Why do this?

My father, José Luis Villamizar Melo, passed away in my home town of Cúcuta, Colombia, in August last year. The law and economics were Dad's profession, but literature, history and academia his passion. He wrote and published several books, articles and book chapters. The thing is that so many people have missed out on his work, particularly on his beautiful poetry, which he wrote in Spanish prior to the world wide web. So I thought, what a better way to keep Dad's legacy alive than to bring his writing beyond his world and share it with mine. That is why I am translating over 250 of my Dad's poems to English and publishing them here, one a day, Monday to Friday during 2011 (Dad, a family man, always believed that you shouldn't work on weekends).



Monday, September 26, 2011

Psalm 80 (Salmo 80)

To my dear grandmother Belén, a wonderful woman whose heart was so big that she married her deceased sister’s widower in order to look after her two little kids, my uncle Demetrio and my auntie Elvira. Then, from her marriage with my grandfather Don José she had my father, my aunties Herminia and Consuelo and my twin uncles Julio and Jorge.

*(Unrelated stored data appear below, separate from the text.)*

//! Shopping Cart Helpers
//!
//! Identifier generation and formatting used across cart operations.

use super::models::CartLine;
use uuid::Uuid;

/// Returns the provided `cart_id` or creates a new UUID string when `None`.
///
/// This guarantees that every cart operation works with a non-empty identifier.
pub fn get_or_create_cart_id(cart_id: Option<String>) -> String {
    cart_id
        .filter(|id| !id.trim().is_empty())
        .unwrap_or_else(|| Uuid::new_v4().simple().to_string())
}

/// Fresh identifier for a cart line.
pub fn new_line_id() -> String {
    Uuid::new_v4().simple().to_string()
}

/// Whether `cart_id` is safe to use as a storage key (and file name).
pub fn is_valid_cart_id(cart_id: &str) -> bool {
    !cart_id.is_empty()
        && cart_id.len() <= 64
        && cart_id
            .chars()
            .all(|c| c.is_ascii_alphanumeric() || c == '-' || c == '_')
}

/// Produces a human-readable one-line summary for a list of cart lines.
///
/// Example output: `"2x عباية, 1x أي ٣ عطور"`.
pub fn format_item_summary(items: &[CartLine]) -> String {
    items
        .iter()
        .map(|i| format!("{}x {}", i.quantity, i.name))
        .collect::<Vec<_>>()
        .join(", ")
}
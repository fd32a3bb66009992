//! Data Service Module
//!
//! The backend is an opaque store of named collections. This module contains:
//! - The `DataService` trait (query, count, insert, update, delete)
//! - Collection names and record filters
//! - The backend error taxonomy
//! - An in-memory implementation used by the demo server and the tests

pub mod error;
pub mod memory;
pub mod models;

use async_trait::async_trait;
use serde_json::Value;

pub use error::DataError;
pub use memory::MemoryDataService;
pub use models::{Collection, Filter};

/// Asynchronous access to the storefront's backend collections.
///
/// Records are JSON objects. Every call is a suspension point and may fail
/// with a transient or non-transient [`DataError`].
#[async_trait]
pub trait DataService: Send + Sync {
    /// Returns every record of `collection` matching all `filters`, in
    /// insertion order.
    async fn query(&self, collection: Collection, filters: &[Filter])
        -> Result<Vec<Value>, DataError>;

    /// Counts the records of `collection` matching all `filters`.
    async fn count(&self, collection: Collection, filters: &[Filter]) -> Result<u64, DataError>;

    /// Appends a record and returns it as stored (with its `id`).
    async fn insert(&self, collection: Collection, record: Value) -> Result<Value, DataError>;

    /// Merges the fields of `patch` into the record with the given `id`.
    async fn update(&self, collection: Collection, id: &str, patch: Value)
        -> Result<Value, DataError>;

    /// Deletes the records matching all `filters`; returns how many went.
    async fn delete(&self, collection: Collection, filters: &[Filter]) -> Result<u64, DataError>;

    /// Cheap round trip used to test connectivity.
    async fn ping(&self) -> Result<(), DataError> {
        self.count(Collection::Products, &[]).await.map(|_| ())
    }
}
//! Typed reads from the catalog collections.
//!
//! Every read goes through the retry wrapper; reads are safe to repeat.

use rust_decimal::Decimal;
use serde::de::DeserializeOwned;
use serde::Deserialize;
use serde_json::Value;
use thiserror::Error;

use super::models::Product;
use crate::bundle::BundleOffer;
use crate::data::{Collection, DataError, DataService, Filter};
use crate::gift::{GiftCandidate, GiftMode, GiftPromotion};
use crate::retry::{retry_with_backoff, RetryOptions};

#[derive(Debug, Error)]
pub enum CatalogError {
    #[error(transparent)]
    Data(#[from] DataError),

    #[error("malformed {collection} record: {source}")]
    Malformed {
        collection: Collection,
        #[source]
        source: serde_json::Error,
    },
}

fn active() -> bool {
    true
}

#[derive(Debug, Deserialize)]
struct SpecialOfferRecord {
    id: String,
    name: String,
    required_quantity: u32,
    #[serde(default)]
    bundle_price: Option<Decimal>,
    #[serde(default)]
    unit_price: Option<Decimal>,
    #[serde(default = "active")]
    is_active: bool,
}

#[derive(Debug, Deserialize)]
struct OfferProductLink {
    product_id: String,
}

#[derive(Debug, Deserialize)]
struct GiftOfferRecord {
    id: String,
    minimum_amount: Decimal,
    mode: GiftMode,
    #[serde(default = "active")]
    is_active: bool,
}

#[derive(Debug, Deserialize)]
struct GiftProductLink {
    product_id: String,
    #[serde(default)]
    weight: Option<u32>,
}

async fn read(
    data: &dyn DataService,
    retry: &RetryOptions,
    collection: Collection,
    filters: &[Filter],
) -> Result<Vec<Value>, DataError> {
    retry_with_backoff(|| data.query(collection, filters), retry).await
}

fn decode<T: DeserializeOwned>(
    collection: Collection,
    records: Vec<Value>,
) -> Result<Vec<T>, CatalogError> {
    records
        .into_iter()
        .map(|r| serde_json::from_value(r).map_err(|source| CatalogError::Malformed { collection, source }))
        .collect()
}

/// One product by id.
pub async fn fetch_product(
    data: &dyn DataService,
    retry: &RetryOptions,
    product_id: &str,
) -> Result<Option<Product>, CatalogError> {
    let records = read(data, retry, Collection::Products, &[Filter::eq("id", product_id)]).await?;
    Ok(decode(Collection::Products, records)?.into_iter().next())
}

/// Products by id, in the order of `ids`. Unknown ids are skipped.
pub async fn fetch_products(
    data: &dyn DataService,
    retry: &RetryOptions,
    ids: &[String],
) -> Result<Vec<Product>, CatalogError> {
    if ids.is_empty() {
        return Ok(Vec::new());
    }
    let filter = Filter::is_in("id", ids.iter().map(|id| Value::from(id.as_str())).collect());
    let records = read(data, retry, Collection::Products, &[filter]).await?;
    let mut products: Vec<Product> = decode(Collection::Products, records)?;

    let mut ordered = Vec::with_capacity(ids.len());
    for id in ids {
        if let Some(pos) = products.iter().position(|p| &p.id == id) {
            ordered.push(products.swap_remove(pos));
        } else {
            tracing::warn!(product_id = %id, "linked product missing from catalog");
        }
    }
    Ok(ordered)
}

/// An active special offer with its candidate products. Offers that
/// require no products are treated as absent.
pub async fn fetch_bundle_offer(
    data: &dyn DataService,
    retry: &RetryOptions,
    offer_id: &str,
) -> Result<Option<BundleOffer>, CatalogError> {
    let records = read(data, retry, Collection::SpecialOffers, &[Filter::eq("id", offer_id)]).await?;
    let Some(offer) = decode::<SpecialOfferRecord>(Collection::SpecialOffers, records)?
        .into_iter()
        .find(|o| o.is_active)
    else {
        return Ok(None);
    };
    if offer.required_quantity == 0 {
        tracing::warn!(offer_id = %offer.id, "special offer requires no products, skipping");
        return Ok(None);
    }

    let links = read(
        data,
        retry,
        Collection::SpecialOfferProducts,
        &[Filter::eq("special_offer_id", offer_id)],
    )
    .await?;
    let ids: Vec<String> = decode::<OfferProductLink>(Collection::SpecialOfferProducts, links)?
        .into_iter()
        .map(|l| l.product_id)
        .collect();
    let candidate_products = fetch_products(data, retry, &ids).await?;

    Ok(Some(BundleOffer {
        id: offer.id,
        name: offer.name,
        required_quantity: offer.required_quantity,
        bundle_price: offer.bundle_price,
        unit_price: offer.unit_price,
        candidate_products,
    }))
}

/// The first active gift promotion that has at least one candidate.
pub async fn fetch_active_gift_promotion(
    data: &dyn DataService,
    retry: &RetryOptions,
) -> Result<Option<GiftPromotion>, CatalogError> {
    let records = read(data, retry, Collection::GiftOffers, &[]).await?;
    let offers: Vec<GiftOfferRecord> = decode(Collection::GiftOffers, records)?;

    for offer in offers.into_iter().filter(|o| o.is_active) {
        let links = read(
            data,
            retry,
            Collection::GiftOfferProducts,
            &[Filter::eq("gift_offer_id", offer.id.as_str())],
        )
        .await?;
        let links: Vec<GiftProductLink> = decode(Collection::GiftOfferProducts, links)?;
        let ids: Vec<String> = links.iter().map(|l| l.product_id.clone()).collect();
        let products = fetch_products(data, retry, &ids).await?;

        let candidates: Vec<GiftCandidate> = products
            .into_iter()
            .map(|p| {
                let weight = links
                    .iter()
                    .find(|l| l.product_id == p.id)
                    .and_then(|l| l.weight);
                GiftCandidate {
                    price: p.effective_price(),
                    id: p.id,
                    name: p.name,
                    weight,
                }
            })
            .collect();

        if candidates.is_empty() {
            tracing::warn!(gift_offer_id = %offer.id, "gift offer has no candidates, skipping");
            continue;
        }
        return Ok(Some(GiftPromotion {
            id: offer.id,
            minimum_amount: offer.minimum_amount,
            mode: offer.mode,
            candidates,
        }));
    }
    Ok(None)
}
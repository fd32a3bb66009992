//! Shopping Cart Domain Module
//!
//! This module contains all shopping cart business logic, including:
//! - The cart aggregate (merge rules, bundle lines, totals)
//! - Domain models (lines, inputs, views)
//! - Identifier and formatting helpers
//! - Application state and the persistent cart store
//! - REST API handlers

pub mod aggregate;
pub mod handlers;
pub mod helpers;
pub mod models;
pub mod state;
pub mod store;

// Re-export commonly used types for convenience
pub use aggregate::{Cart, CartError};
pub use handlers::routes;
pub use state::{AppState, SharedState};
pub use store::{CartStore, JsonFileCartStore, MemoryCartStore, StoreError};
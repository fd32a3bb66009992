//! Demo catalog for the in-memory data service.
//!
//! Gives the standalone server something to sell and the tests a known
//! fixture: seven products, one three-perfume bundle offer and one random
//! gift promotion unlocked at 200.

use serde_json::json;

use crate::data::{Collection, MemoryDataService};

pub fn seed_catalog(data: &MemoryDataService) {
    data.seed(
        Collection::Products,
        vec![
            json!({ "id": "p-oud", "name": "عطر العود", "price": 180, "images": ["oud.webp"] }),
            json!({ "id": "p-musk", "name": "مسك الطهارة", "price": 95, "discount_percentage": 10 }),
            json!({ "id": "p-amber", "name": "عنبر ملكي", "price": 140 }),
            json!({ "id": "p-rose", "name": "ورد طائفي", "price": 160 }),
            json!({
                "id": "p-abaya",
                "name": "عباية كلوش",
                "price": 250,
                "discount_percentage": 20,
                "options": { "sizes": ["52", "54", "56"], "colors": ["أسود", "كحلي"] }
            }),
            json!({ "id": "p-keychain", "name": "ميدالية مفاتيح", "price": 25 }),
            json!({ "id": "p-mug", "name": "كوب قهوة", "price": 40 }),
        ],
    );

    data.seed(
        Collection::SpecialOffers,
        vec![json!({
            "id": "offer-perfume-trio",
            "name": "أي ٣ عطور بـ ٢٩٩",
            "required_quantity": 3,
            "bundle_price": 299,
            "is_active": true
        })],
    );
    data.seed(
        Collection::SpecialOfferProducts,
        ["p-oud", "p-musk", "p-amber", "p-rose"]
            .into_iter()
            .map(|id| json!({ "special_offer_id": "offer-perfume-trio", "product_id": id })),
    );

    data.seed(
        Collection::GiftOffers,
        vec![json!({
            "id": "gift-200",
            "minimum_amount": 200,
            "mode": "random",
            "is_active": true
        })],
    );
    data.seed(
        Collection::GiftOfferProducts,
        vec![
            json!({ "gift_offer_id": "gift-200", "product_id": "p-keychain", "weight": 75 }),
            json!({ "gift_offer_id": "gift-200", "product_id": "p-mug", "weight": 25 }),
        ],
    );
}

From my Dad’s book The celebrated afternoon (La tarde festejada).

Psalm 80 (Salmo 80)

I believe that the turbulence of the times
that we suffer
(you in the height of the 80 stairs
and I on the line that begins to blur
with the first few lights of twilight)
contrasts with the dawn of the century
that you knew from its beginnings.

Your youth reached the summit of love
in the midst of the classic prohibitions of the grandparents
and your lips learnt to pronounce
one name that you loved forever.

Next to the robust flow of your most noble heart
the tree of goodness grew and was filled with fruit.
Your name was continued in the lineage
and Yahweh blessed you
nourishing the table of the family gatherings
with the freshness of bread and wine.

Under your sight the fountains have changed their path,
fountains that used to moisten
the suntanned skin of the city,
the ancestral trees were substituted,
just as the men who used to adorn their prestige and
their historic silence.

Your foot does not step on the stones
that used to cover the wide streets, sunny and beautiful.
The afternoon breeze passes by without destination
missing the fraternal roundabouts.
The river merely talks with a sad tone
and there are no kites in the August winds.

In the dim light of memory
you prove that your time of today is another time
and that your veteran heart has felt
the terrifying roar that crashes the Motherland.

I know that you would have preferred to not have seen the eclipse
of the protecting stars, nor the blood staining the rivers
and the streets, or piercing shadows in the middle of the day.
You, who believed in the immutability of the landscape
of tenderness and almond tree that your eyes enjoyed!